- _WORK INSTRUCTION_:
Output the listing below verbatim, from its first line to its last.

---

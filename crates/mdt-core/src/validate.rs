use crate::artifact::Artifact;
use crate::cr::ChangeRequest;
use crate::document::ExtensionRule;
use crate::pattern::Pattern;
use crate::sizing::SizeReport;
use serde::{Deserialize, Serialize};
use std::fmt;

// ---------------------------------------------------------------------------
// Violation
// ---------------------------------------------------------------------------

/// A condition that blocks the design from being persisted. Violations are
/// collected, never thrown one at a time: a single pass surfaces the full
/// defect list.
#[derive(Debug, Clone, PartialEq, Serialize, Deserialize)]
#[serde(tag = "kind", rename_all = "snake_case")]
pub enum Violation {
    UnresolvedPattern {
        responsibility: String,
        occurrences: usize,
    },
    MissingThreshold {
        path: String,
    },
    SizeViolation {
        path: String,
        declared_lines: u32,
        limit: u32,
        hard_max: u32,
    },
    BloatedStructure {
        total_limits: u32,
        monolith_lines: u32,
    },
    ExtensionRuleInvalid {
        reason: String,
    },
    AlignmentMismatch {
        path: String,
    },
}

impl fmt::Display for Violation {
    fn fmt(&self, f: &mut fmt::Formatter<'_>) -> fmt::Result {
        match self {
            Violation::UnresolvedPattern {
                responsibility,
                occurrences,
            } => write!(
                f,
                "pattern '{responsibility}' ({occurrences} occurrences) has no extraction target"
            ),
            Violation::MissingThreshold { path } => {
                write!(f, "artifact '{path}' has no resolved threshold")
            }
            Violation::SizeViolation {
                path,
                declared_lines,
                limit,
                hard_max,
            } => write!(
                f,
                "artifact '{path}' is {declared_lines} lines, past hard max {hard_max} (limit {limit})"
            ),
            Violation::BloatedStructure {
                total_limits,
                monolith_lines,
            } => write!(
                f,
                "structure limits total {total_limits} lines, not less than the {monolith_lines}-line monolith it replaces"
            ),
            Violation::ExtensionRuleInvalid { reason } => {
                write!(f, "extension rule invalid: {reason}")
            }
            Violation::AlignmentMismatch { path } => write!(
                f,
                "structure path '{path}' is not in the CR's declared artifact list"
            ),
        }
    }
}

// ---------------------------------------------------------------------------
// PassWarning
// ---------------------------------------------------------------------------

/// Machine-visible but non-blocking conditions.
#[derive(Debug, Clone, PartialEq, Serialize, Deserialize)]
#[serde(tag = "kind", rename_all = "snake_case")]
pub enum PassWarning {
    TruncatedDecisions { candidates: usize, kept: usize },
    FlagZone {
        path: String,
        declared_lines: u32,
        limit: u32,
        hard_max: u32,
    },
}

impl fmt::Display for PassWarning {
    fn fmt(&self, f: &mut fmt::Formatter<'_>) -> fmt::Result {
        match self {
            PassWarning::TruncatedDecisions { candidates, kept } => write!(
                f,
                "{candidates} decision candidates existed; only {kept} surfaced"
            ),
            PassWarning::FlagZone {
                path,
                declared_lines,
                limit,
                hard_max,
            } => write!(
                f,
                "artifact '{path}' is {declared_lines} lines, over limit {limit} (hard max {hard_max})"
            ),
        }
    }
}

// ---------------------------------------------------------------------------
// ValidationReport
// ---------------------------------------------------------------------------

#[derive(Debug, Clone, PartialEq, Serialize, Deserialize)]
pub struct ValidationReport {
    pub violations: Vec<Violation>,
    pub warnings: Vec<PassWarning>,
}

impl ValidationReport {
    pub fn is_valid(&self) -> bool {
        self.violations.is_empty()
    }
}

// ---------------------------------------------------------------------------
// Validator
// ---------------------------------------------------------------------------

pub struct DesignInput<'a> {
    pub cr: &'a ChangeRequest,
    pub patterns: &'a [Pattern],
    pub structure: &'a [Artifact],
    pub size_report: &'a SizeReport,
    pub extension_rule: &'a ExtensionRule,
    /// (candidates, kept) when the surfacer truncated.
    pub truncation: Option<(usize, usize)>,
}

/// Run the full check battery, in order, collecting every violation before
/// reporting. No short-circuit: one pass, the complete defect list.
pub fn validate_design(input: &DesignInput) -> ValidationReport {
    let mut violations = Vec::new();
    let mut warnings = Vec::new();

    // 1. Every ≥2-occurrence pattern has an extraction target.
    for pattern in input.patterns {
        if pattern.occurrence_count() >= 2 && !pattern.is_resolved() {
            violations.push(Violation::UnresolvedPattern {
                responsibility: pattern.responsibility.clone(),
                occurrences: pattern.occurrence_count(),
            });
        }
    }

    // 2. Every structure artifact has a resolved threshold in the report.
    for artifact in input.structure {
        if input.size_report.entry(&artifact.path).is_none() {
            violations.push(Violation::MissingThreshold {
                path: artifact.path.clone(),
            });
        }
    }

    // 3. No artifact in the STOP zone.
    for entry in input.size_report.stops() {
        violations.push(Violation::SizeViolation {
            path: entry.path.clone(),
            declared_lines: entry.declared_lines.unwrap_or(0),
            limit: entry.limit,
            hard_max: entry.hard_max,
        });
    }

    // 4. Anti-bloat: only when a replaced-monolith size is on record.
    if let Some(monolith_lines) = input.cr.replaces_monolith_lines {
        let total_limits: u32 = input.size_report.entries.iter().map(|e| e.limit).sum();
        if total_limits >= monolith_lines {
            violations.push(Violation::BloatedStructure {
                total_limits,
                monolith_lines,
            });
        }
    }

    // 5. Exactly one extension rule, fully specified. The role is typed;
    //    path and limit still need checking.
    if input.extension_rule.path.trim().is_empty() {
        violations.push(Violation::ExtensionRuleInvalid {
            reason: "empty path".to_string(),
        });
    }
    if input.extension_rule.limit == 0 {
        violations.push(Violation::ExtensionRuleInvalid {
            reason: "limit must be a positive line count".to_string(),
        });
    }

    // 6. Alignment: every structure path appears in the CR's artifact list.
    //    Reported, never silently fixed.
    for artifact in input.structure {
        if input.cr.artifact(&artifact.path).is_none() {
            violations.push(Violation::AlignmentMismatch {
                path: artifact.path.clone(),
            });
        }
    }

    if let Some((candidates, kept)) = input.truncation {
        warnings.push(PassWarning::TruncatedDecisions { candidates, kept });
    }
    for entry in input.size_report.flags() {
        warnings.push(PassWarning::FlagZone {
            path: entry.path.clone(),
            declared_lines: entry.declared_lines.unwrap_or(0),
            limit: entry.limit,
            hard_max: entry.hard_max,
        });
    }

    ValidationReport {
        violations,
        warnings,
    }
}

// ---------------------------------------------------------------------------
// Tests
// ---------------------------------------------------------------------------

---

- _SOLUTION FOR THIS TASK_:
filename crates/mdt-core/src/validate.rs
use crate::artifact::Artifact;
use crate::cr::ChangeRequest;
use crate::document::ExtensionRule;
use crate::pattern::Pattern;
use crate::sizing::SizeReport;
use serde::{Deserialize, Serialize};
use std::fmt;

// ---------------------------------------------------------------------------
// Violation
// ---------------------------------------------------------------------------

/// A condition that blocks the design from being persisted. Violations are
/// collected, never thrown one at a time: a single pass surfaces the full
/// defect list.
#[derive(Debug, Clone, PartialEq, Serialize, Deserialize)]
#[serde(tag = "kind", rename_all = "snake_case")]
pub enum Violation {
    UnresolvedPattern {
        responsibility: String,
        occurrences: usize,
    },
    MissingThreshold {
        path: String,
    },
    SizeViolation {
        path: String,
        declared_lines: u32,
        limit: u32,
        hard_max: u32,
    },
    BloatedStructure {
        total_limits: u32,
        monolith_lines: u32,
    },
    ExtensionRuleInvalid {
        reason: String,
    },
    AlignmentMismatch {
        path: String,
    },
}

impl fmt::Display for Violation {
    fn fmt(&self, f: &mut fmt::Formatter<'_>) -> fmt::Result {
        match self {
            Violation::UnresolvedPattern {
                responsibility,
                occurrences,
            } => write!(
                f,
                "pattern '{responsibility}' ({occurrences} occurrences) has no extraction target"
            ),
            Violation::MissingThreshold { path } => {
                write!(f, "artifact '{path}' has no resolved threshold")
            }
            Violation::SizeViolation {
                path,
                declared_lines,
                limit,
                hard_max,
            } => write!(
                f,
                "artifact '{path}' is {declared_lines} lines, past hard max {hard_max} (limit {limit})"
            ),
            Violation::BloatedStructure {
                total_limits,
                monolith_lines,
            } => write!(
                f,
                "structure limits total {total_limits} lines, not less than the {monolith_lines}-line monolith it replaces"
            ),
            Violation::ExtensionRuleInvalid { reason } => {
                write!(f, "extension rule invalid: {reason}")
            }
            Violation::AlignmentMismatch { path } => write!(
                f,
                "structure path '{path}' is not in the CR's declared artifact list"
            ),
        }
    }
}

// ---------------------------------------------------------------------------
// PassWarning
// ---------------------------------------------------------------------------

/// Machine-visible but non-blocking conditions.
#[derive(Debug, Clone, PartialEq, Serialize, Deserialize)]
#[serde(tag = "kind", rename_all = "snake_case")]
pub enum PassWarning {
    TruncatedDecisions { candidates: usize, kept: usize },
    FlagZone {
        path: String,
        declared_lines: u32,
        limit: u32,
        hard_max: u32,
    },
}

impl fmt::Display for PassWarning {
    fn fmt(&self, f: &mut fmt::Formatter<'_>) -> fmt::Result {
        match self {
            PassWarning::TruncatedDecisions { candidates, kept } => write!(
                f,
                "{candidates} decision candidates existed; only {kept} surfaced"
            ),
            PassWarning::FlagZone {
                path,
                declared_lines,
                limit,
                hard_max,
            } => write!(
                f,
                "artifact '{path}' is {declared_lines} lines, over limit {limit} (hard max {hard_max})"
            ),
        }
    }
}

// ---------------------------------------------------------------------------
// ValidationReport
// ---------------------------------------------------------------------------

#[derive(Debug, Clone, PartialEq, Serialize, Deserialize)]
pub struct ValidationReport {
    pub violations: Vec<Violation>,
    pub warnings: Vec<PassWarning>,
}

impl ValidationReport {
    pub fn is_valid(&self) -> bool {
        self.violations.is_empty()
    }
}

// ---------------------------------------------------------------------------
// Validator
// ---------------------------------------------------------------------------

pub struct DesignInput<'a> {
    pub cr: &'a ChangeRequest,
    pub patterns: &'a [Pattern],
    pub structure: &'a [Artifact],
    pub size_report: &'a SizeReport,
    pub extension_rule: &'a ExtensionRule,
    /// (candidates, kept) when the surfacer truncated.
    pub truncation: Option<(usize, usize)>,
}

/// Run the full check battery, in order, collecting every violation before
/// reporting. No short-circuit: one pass, the complete defect list.
pub fn validate_design(input: &DesignInput) -> ValidationReport {
    let mut violations = Vec::new();
    let mut warnings = Vec::new();

    // 1. Every ≥2-occurrence pattern has an extraction target.
    for pattern in input.patterns {
        if pattern.occurrence_count() >= 2 && !pattern.is_resolved() {
            violations.push(Violation::UnresolvedPattern {
                responsibility: pattern.responsibility.clone(),
                occurrences: pattern.occurrence_count(),
            });
        }
    }

    // 2. Every structure artifact has a resolved threshold in the report.
    for artifact in input.structure {
        if input.size_report.entry(&artifact.path).is_none() {
            violations.push(Violation::MissingThreshold {
                path: artifact.path.clone(),
            });
        }
    }

    // 3. No artifact in the STOP zone.
    for entry in input.size_report.stops() {
        violations.push(Violation::SizeViolation {
            path: entry.path.clone(),
            declared_lines: entry.declared_lines.unwrap_or(0),
            limit: entry.limit,
            hard_max: entry.hard_max,
        });
    }

    // 4. Anti-bloat: only when a replaced-monolith size is on record.
    if let Some(monolith_lines) = input.cr.replaces_monolith_lines {
        let total_limits: u32 = input.size_report.entries.iter().map(|e| e.limit).sum();
        if total_limits >= monolith_lines {
            violations.push(Violation::BloatedStructure {
                total_limits,
                monolith_lines,
            });
        }
    }

    // 5. Exactly one extension rule, fully specified. The role is typed;
    //    path and limit still need checking.
    if input.extension_rule.path.trim().is_empty() {
        violations.push(Violation::ExtensionRuleInvalid {
            reason: "empty path".to_string(),
        });
    }
    if input.extension_rule.limit == 0 {
        violations.push(Violation::ExtensionRuleInvalid {
            reason: "limit must be a positive line count".to_string(),
        });
    }

    // 6. Alignment: every structure path appears in the CR's artifact list.
    //    Reported, never silently fixed.
    for artifact in input.structure {
        if input.cr.artifact(&artifact.path).is_none() {
            violations.push(Violation::AlignmentMismatch {
                path: artifact.path.clone(),
            });
        }
    }

    if let Some((candidates, kept)) = input.truncation {
        warnings.push(PassWarning::TruncatedDecisions { candidates, kept });
    }
    for entry in input.size_report.flags() {
        warnings.push(PassWarning::FlagZone {
            path: entry.path.clone(),
            declared_lines: entry.declared_lines.unwrap_or(0),
            limit: entry.limit,
            hard_max: entry.hard_max,
        });
    }

    ValidationReport {
        violations,
        warnings,
    }
}

// ---------------------------------------------------------------------------
// Tests
// ---------------------------------------------------------------------------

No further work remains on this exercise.